Which brings us up to the issue at hand, the point we started with here. In the middle of all this, you chose to fly to Cancun.

Nobody buys your excuse that you were just trying to be a good dad by flying to fucking Mexico, Ted. Did you not want to see the plans you already made go to waste? Well, boo-fucking-hoo. A lot of plans made in advance of this storm were unable to be followed through upon this week, Ted.

Do you really not have an intern who took a media class, who could’ve told you that this might not make for the best optics? And if you don’t think the optics were bad, let’s ask this: Why did you rush to come back to Texas and get on a plane this morning? Answer us that.

Do you even understand why we’re so frustrated here?

The hardest part of this reality we came to know through the pandemic, and now this winter crisis, is just how little you and everyone else in power gives a shit about actual people.

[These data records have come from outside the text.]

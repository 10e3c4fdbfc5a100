use serde::{Deserialize, Serialize};

#[derive(Clone, Debug, Serialize, Deserialize)]
pub struct MlbTeam {
    pub id: i64,
    pub slug: String,
    pub abbreviation: String,
    pub display_name: String,
    pub short_display_name: String,
    pub name: String,
    pub location: String,
    /// "American" or "National".
    pub league: String,
    pub division: String,
}

#[derive(Clone, Debug, Serialize, Deserialize)]
pub struct MlbPlayer {
    pub id: i64,
    pub first_name: String,
    pub last_name: String,
    pub full_name: String,
    pub debut_year: Option<i32>,
    pub jersey: Option<String>,
    pub college: Option<String>,
    pub position: Option<String>,
    pub active: Option<bool>,
    pub birth_place: Option<String>,
    pub dob: Option<String>,
    pub age: Option<i32>,
    pub height: Option<String>,
    pub weight: Option<String>,
    pub draft: Option<String>,
    pub bats_throws: Option<String>,
    pub team: Option<MlbTeam>,
}

/// Line score totals for one side of a game.
#[derive(Clone, Debug, Serialize, Deserialize)]
pub struct MlbGameTeamData {
    pub hits: i32,
    pub runs: i32,
    pub errors: i32,
    #[serde(default)]
    pub inning_scores: Vec<i32>,
}

#[derive(Clone, Debug, Serialize, Deserialize)]
pub struct MlbGame {
    pub id: i64,
    pub home_team_name: String,
    pub away_team_name: String,
    pub home_team: MlbTeam,
    pub away_team: MlbTeam,
    pub season: i32,
    pub postseason: bool,
    pub date: String,
    pub home_team_data: Option<MlbGameTeamData>,
    pub away_team_data: Option<MlbGameTeamData>,
    pub venue: Option<String>,
    pub attendance: Option<i64>,
    pub status: String,
}

#[derive(Clone, Debug, Serialize, Deserialize)]
pub struct MlbStats {
    pub player: MlbPlayer,
    pub game: MlbGame,
    pub team_name: String,
    pub at_bats: Option<i32>,
    pub runs: Option<i32>,
    pub hits: Option<i32>,
    pub rbi: Option<i32>,
    pub hr: Option<i32>,
    pub bb: Option<i32>,
    pub k: Option<i32>,
    pub avg: Option<f64>,
    pub obp: Option<f64>,
    pub slg: Option<f64>,
    pub ip: Option<f64>,
    pub p_hits: Option<i32>,
    pub p_runs: Option<i32>,
    pub er: Option<i32>,
    pub p_bb: Option<i32>,
    pub p_k: Option<i32>,
    pub p_hr: Option<i32>,
    pub pitch_count: Option<i32>,
    pub strikes: Option<i32>,
    pub era: Option<f64>,
}

#[derive(Clone, Debug, Serialize, Deserialize)]
pub struct MlbStandings {
    pub team: MlbTeam,
    pub season: i32,
    pub league_name: String,
    pub league_short_name: String,
    pub division_name: String,
    pub division_short_name: String,
    pub wins: i32,
    pub losses: i32,
    pub win_percent: f64,
    pub games_behind: f64,
    pub streak: i32,
    pub last_ten_games: String,
}

#[derive(Clone, Debug, Serialize, Deserialize)]
pub struct MlbSeasonStats {
    pub player: MlbPlayer,
    pub team_name: Option<String>,
    pub season: i32,
    pub postseason: bool,
    pub batting_gp: Option<i32>,
    pub batting_ab: Option<i32>,
    pub batting_r: Option<i32>,
    pub batting_h: Option<i32>,
    pub batting_avg: Option<f64>,
    #[serde(rename = "batting_2b")]
    pub batting_doubles: Option<i32>,
    #[serde(rename = "batting_3b")]
    pub batting_triples: Option<i32>,
    pub batting_hr: Option<i32>,
    pub batting_rbi: Option<i32>,
    pub batting_bb: Option<i32>,
    pub batting_so: Option<i32>,
    pub batting_sb: Option<i32>,
    pub batting_obp: Option<f64>,
    pub batting_slg: Option<f64>,
    pub batting_ops: Option<f64>,
    pub batting_war: Option<f64>,
    pub pitching_gp: Option<i32>,
    pub pitching_gs: Option<i32>,
    pub pitching_w: Option<i32>,
    pub pitching_l: Option<i32>,
    pub pitching_era: Option<f64>,
    pub pitching_sv: Option<i32>,
    pub pitching_ip: Option<f64>,
    pub pitching_h: Option<i32>,
    pub pitching_er: Option<i32>,
    pub pitching_hr: Option<i32>,
    pub pitching_bb: Option<i32>,
    pub pitching_k: Option<i32>,
    pub pitching_war: Option<f64>,
}

#[derive(Clone, Debug, Serialize, Deserialize)]
pub struct MlbTeamSeasonStats {
    pub team: MlbTeam,
    pub team_name: String,
    pub postseason: bool,
    pub season: i32,
    pub gp: Option<i32>,
    pub batting_ab: Option<i32>,
    pub batting_r: Option<i32>,
    pub batting_h: Option<i32>,
    #[serde(rename = "batting_2b")]
    pub batting_doubles: Option<i32>,
    #[serde(rename = "batting_3b")]
    pub batting_triples: Option<i32>,
    pub batting_hr: Option<i32>,
    pub batting_rbi: Option<i32>,
    pub batting_bb: Option<i32>,
    pub batting_so: Option<i32>,
    pub batting_sb: Option<i32>,
    pub batting_avg: Option<f64>,
    pub batting_obp: Option<f64>,
    pub batting_slg: Option<f64>,
    pub batting_ops: Option<f64>,
    pub pitching_w: Option<i32>,
    pub pitching_l: Option<i32>,
    pub pitching_era: Option<f64>,
    pub pitching_sv: Option<i32>,
    pub pitching_ip: Option<f64>,
    pub pitching_h: Option<i32>,
    pub pitching_er: Option<i32>,
    pub pitching_hr: Option<i32>,
    pub pitching_bb: Option<i32>,
    pub pitching_k: Option<i32>,
    pub fielding_e: Option<i32>,
    pub fielding_fp: Option<f64>,
}

#[derive(Clone, Debug, Serialize, Deserialize)]
pub struct MlbPlayerInjury {
    pub player: MlbPlayer,
    pub date: Option<String>,
    pub return_date: Option<String>,
    #[serde(rename = "type")]
    pub injury_type: Option<String>,
    pub detail: Option<String>,
    pub side: Option<String>,
    pub status: String,
    pub long_comment: Option<String>,
    pub short_comment: Option<String>,
}
//! Read-through cache with time-to-live expiry
//!
//! `TtlCache` memoizes an expensive, fallible per-key lookup. Entries carry
//! their insertion time and a background thread sweeps out entries older
//! than the configured TTL.
//!
//! The loader runs while the map lock is held. A slow loader for one key
//! therefore blocks every other `get`/`set` and the sweep until it returns,
//! but a missing key is never loaded twice by racing callers.

use std::collections::HashMap;
use std::hash::Hash;
use std::sync::mpsc::{self, RecvTimeoutError, Sender};
use std::sync::{Arc, Mutex, MutexGuard, PoisonError};
use std::thread::{self, JoinHandle};
use std::time::{Duration, Instant};

/// How often the sweep thread looks for expired entries
pub const DEFAULT_SWEEP_INTERVAL: Duration = Duration::from_millis(250);

type Loader<K, V, E> = Box<dyn Fn(&K) -> Result<V, E> + Send + Sync>;

#[derive(Debug, Clone)]
struct CacheEntry<V> {
    value: V,
    inserted_at: Instant,
}

impl<V> CacheEntry<V> {
    fn new(value: V) -> Self {
        Self {
            value,
            inserted_at: Instant::now(),
        }
    }

    fn is_expired(&self, ttl: Option<Duration>, now: Instant) -> bool {
        match ttl {
            Some(ttl) => now.saturating_duration_since(self.inserted_at) > ttl,
            None => false,
        }
    }
}

/// State shared between the cache handle and its sweep thread
struct Shared<K, V> {
    entries: Mutex<HashMap<K, CacheEntry<V>>>,
    ttl: Option<Duration>,
}

impl<K, V> Shared<K, V> {
    fn lock(&self) -> MutexGuard<'_, HashMap<K, CacheEntry<V>>> {
        // A panicking loader must not take the whole cache down with it
        self.entries.lock().unwrap_or_else(PoisonError::into_inner)
    }

    fn sweep_expired(&self, now: Instant) -> usize {
        if self.ttl.is_none() {
            return 0;
        }

        let mut entries = self.lock();
        let before = entries.len();
        entries.retain(|_, entry| !entry.is_expired(self.ttl, now));
        before - entries.len()
    }
}

struct Sweeper {
    stop: Sender<()>,
    handle: JoinHandle<()>,
}

pub struct TtlCache<K, V, E> {
    shared: Arc<Shared<K, V>>,
    loader: Loader<K, V, E>,
    sweeper: Mutex<Option<Sweeper>>,
}

impl<K, V, E> TtlCache<K, V, E>
where
    K: Eq + Hash + Clone + Send + 'static,
    V: Clone + Send + 'static,
{
    /// Create a cache and start its sweep thread.
    ///
    /// With `ttl = None` entries never expire.
    pub fn new<F>(ttl: Option<Duration>, loader: F) -> Self
    where
        F: Fn(&K) -> Result<V, E> + Send + Sync + 'static,
    {
        Self::with_sweep_interval(ttl, DEFAULT_SWEEP_INTERVAL, loader)
    }

    pub fn with_sweep_interval<F>(ttl: Option<Duration>, interval: Duration, loader: F) -> Self
    where
        F: Fn(&K) -> Result<V, E> + Send + Sync + 'static,
    {
        let shared = Arc::new(Shared {
            entries: Mutex::new(HashMap::new()),
            ttl,
        });
        let sweeper = start_sweep_thread(Arc::clone(&shared), interval);

        Self {
            shared,
            loader: Box::new(loader),
            sweeper: Mutex::new(Some(sweeper)),
        }
    }

    /// Return the cached value for `key`, loading and storing it on a miss.
    ///
    /// Loader errors are returned as-is and leave no entry behind.
    pub fn get(&self, key: &K) -> Result<V, E> {
        let mut entries = self.shared.lock();

        if let Some(entry) = entries.get(key) {
            if !entry.is_expired(self.shared.ttl, Instant::now()) {
                return Ok(entry.value.clone());
            }
        }

        let value = (self.loader)(key)?;
        entries.insert(key.clone(), CacheEntry::new(value.clone()));
        Ok(value)
    }

    /// Store `value` under `key` with a fresh timestamp, replacing any entry
    pub fn set(&self, key: K, value: V) {
        self.shared.lock().insert(key, CacheEntry::new(value));
    }

    pub fn len(&self) -> usize {
        self.shared.lock().len()
    }

    pub fn is_empty(&self) -> bool {
        self.shared.lock().is_empty()
    }
}

impl<K, V, E> TtlCache<K, V, E> {
    /// Stop the sweep thread and drop every entry.
    ///
    /// Blocks until an in-flight sweep cycle has finished. Calling it again
    /// is a no-op.
    pub fn shutdown(&self) {
        let sweeper = self
            .sweeper
            .lock()
            .unwrap_or_else(PoisonError::into_inner)
            .take();

        if let Some(sweeper) = sweeper {
            // The thread may already be gone if it panicked; either way join it
            let _ = sweeper.stop.send(());
            if sweeper.handle.join().is_err() {
                log::warn!("TTL cache sweep thread panicked");
            }
        }

        self.shared.lock().clear();
    }
}

impl<K, V, E> Drop for TtlCache<K, V, E> {
    fn drop(&mut self) {
        self.shutdown();
    }
}

fn start_sweep_thread<K, V>(shared: Arc<Shared<K, V>>, interval: Duration) -> Sweeper
where
    K: Send + 'static,
    V: Send + 'static,
{
    let (stop, stop_rx) = mpsc::channel::<()>();

    let handle = thread::spawn(move || {
        log::debug!("TTL cache sweep thread started");

        loop {
            match stop_rx.recv_timeout(interval) {
                Err(RecvTimeoutError::Timeout) => {
                    let removed = shared.sweep_expired(Instant::now());
                    if removed > 0 {
                        log::trace!("TTL cache evicted {} expired entries", removed);
                    }
                }
                // Stop requested, or the cache handle is gone
                Ok(()) | Err(RecvTimeoutError::Disconnected) => break,
            }
        }

        log::debug!("TTL cache sweep thread stopped");
    });

    Sweeper { stop, handle }
}
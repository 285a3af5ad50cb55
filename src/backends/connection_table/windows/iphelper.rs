// Windows IP Helper API-based connection table backend
//
// Uses GetExtendedTcpTable (iphlpapi.dll) with TCP_TABLE_OWNER_PID_ALL,
// available on Windows XP SP2 and later.

use crate::backends::BackendPriority;
use crate::backends::connection_table::ConnectionTableBackend;
use crate::backends::connection_table::reader::{ConnectionTableReader, TcpTableApi};
use crate::connection::ConnectionRecord;
use crate::error::{Error, Result};
use std::ffi::c_void;
use windows::Win32::NetworkManagement::IpHelper::{GetExtendedTcpTable, TCP_TABLE_OWNER_PID_ALL};
use windows::Win32::Networking::WinSock::AF_INET;

/// The raw GetExtendedTcpTable call for IPv4 tables with owning PIDs
pub struct IpHelperApi;

impl TcpTableApi for IpHelperApi {
    fn get_extended_tcp_table(&self, buffer: Option<&mut [u8]>, size: &mut u32) -> u32 {
        let table = buffer.map(|buffer| buffer.as_mut_ptr() as *mut c_void);

        // SAFETY: `table` is either None or points at a live buffer of at
        // least `*size` bytes; the OS writes no more than `*size` bytes.
        unsafe {
            GetExtendedTcpTable(
                table,
                size,
                true,
                AF_INET.0 as u32,
                TCP_TABLE_OWNER_PID_ALL,
                0,
            )
        }
    }
}

/// Connection table backend using the Windows IP Helper API
///
/// This is the standard Windows approach for connection-to-PID mapping
/// (used by netstat, Resource Monitor, etc.)
pub struct IpHelperConnectionTable {
    reader: ConnectionTableReader<IpHelperApi>,
}

impl IpHelperConnectionTable {
    pub fn new() -> Result<Self> {
        if !Self::is_available() {
            return Err(Error::NoBackend("IP Helper API not available".to_string()));
        }
        Ok(Self {
            reader: ConnectionTableReader::new(IpHelperApi),
        })
    }
}

impl ConnectionTableBackend for IpHelperConnectionTable {
    fn name(&self) -> &'static str {
        "iphelper"
    }

    fn priority(&self) -> BackendPriority {
        BackendPriority::Best // Native Windows API
    }

    fn is_available() -> bool {
        cfg!(target_os = "windows")
    }

    fn snapshot(&self) -> Result<Vec<ConnectionRecord>> {
        self.reader.snapshot()
    }
}
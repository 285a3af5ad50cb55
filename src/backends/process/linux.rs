// Linux process lookup using procfs

use super::ProcessLookup;
use crate::error::{Error, Result};
use procfs::ProcError;
use procfs::process::Process;

pub struct ProcfsProcessLookup;

impl ProcessLookup for ProcfsProcessLookup {
    fn name(&self) -> &'static str {
        "procfs"
    }

    fn process_name(&self, pid: u32) -> Result<String> {
        let pid_arg = i32::try_from(pid).map_err(|_| Error::ProcessNotFound(pid))?;

        Process::new(pid_arg)
            .and_then(|process| process.stat())
            .map(|stat| stat.comm)
            .map_err(|err| map_proc_error(pid, err))
    }
}

fn map_proc_error(pid: u32, err: ProcError) -> Error {
    match err {
        ProcError::NotFound(_) => Error::ProcessNotFound(pid),
        ProcError::PermissionDenied(_) => Error::ProcessLookupDenied(pid),
        other => Error::ProcessLookup {
            pid,
            reason: other.to_string(),
        },
    }
}

#[cfg(test)]
mod tests {
    use super::*;

    #[test]
    fn test_own_process_resolves() {
        let name = ProcfsProcessLookup
            .process_name(std::process::id())
            .unwrap();
        assert!(!name.is_empty());
    }

    #[test]
    fn test_missing_process_is_not_found() {
        // Above the kernel's pid_max ceiling (2^22)
        let pid = 5_000_000;
        assert!(matches!(
            ProcfsProcessLookup.process_name(pid),
            Err(Error::ProcessNotFound(p)) if p == pid
        ));
    }

    #[test]
    fn test_error_mapping() {
        assert!(matches!(
            map_proc_error(1, ProcError::PermissionDenied(None)),
            Error::ProcessLookupDenied(1)
        ));
        assert!(matches!(
            map_proc_error(2, ProcError::NotFound(None)),
            Error::ProcessNotFound(2)
        ));
    }
}
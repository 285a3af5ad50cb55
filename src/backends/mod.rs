// Backend trait definitions and core types

pub mod connection_table;
pub mod process;

/// Backend priority ranking (higher = better)
#[derive(Debug, Clone, Copy, PartialEq, Eq, PartialOrd, Ord)]
pub enum BackendPriority {
    Good = 2, // Solid implementation (/proc parsing)
    #[cfg_attr(not(target_os = "windows"), allow(dead_code))]
    Best = 4, // Optimal (native APIs)
}
// Process lookup using sysinfo (Windows, macOS)
//
// sysinfo cannot tell a missing process from one we may not inspect, so
// every failed lookup is reported as `ProcessNotFound`.

use super::ProcessLookup;
use crate::error::{Error, Result};
use std::sync::{Mutex, PoisonError};
use sysinfo::{Pid, ProcessRefreshKind, ProcessesToUpdate, System};

pub struct SysinfoProcessLookup {
    // Refreshed one pid at a time, never with refresh_all()
    cached_system: Mutex<System>,
}

impl SysinfoProcessLookup {
    pub fn new() -> Self {
        Self {
            cached_system: Mutex::new(System::new()),
        }
    }
}

impl ProcessLookup for SysinfoProcessLookup {
    fn name(&self) -> &'static str {
        "sysinfo"
    }

    fn process_name(&self, pid: u32) -> Result<String> {
        let mut sys = self
            .cached_system
            .lock()
            .unwrap_or_else(PoisonError::into_inner);

        let pid = Pid::from_u32(pid);
        let updated = sys.refresh_processes_specifics(
            ProcessesToUpdate::Some(&[pid]),
            ProcessRefreshKind::new(),
        );

        // A targeted refresh leaves dead processes in place, so only trust
        // the entry if it was just updated
        if updated == 0 {
            return Err(Error::ProcessNotFound(pid.as_u32()));
        }

        sys.process(pid)
            .map(|p| p.name().to_string_lossy().into_owned())
            .ok_or(Error::ProcessNotFound(pid.as_u32()))
    }
}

Now we’re watching on in horror and seeing you completely dropping the façade of even pretending to care. What were you thinking? You can’t even use the excuse of being a dumbass Ted. You’re not stupid. Tommy Tuberville is an idiot; you’re just willfully malicious, power hungry and sleazy. You’ve continuously sold out the people in your home state in the name of personal gain, time and time again.

Texans hate you. The people in the Senate hate you.

What is all this for? If you’re not going to help, then just explain that to us.

And, while you’re at it, get a haircut. You look like shit.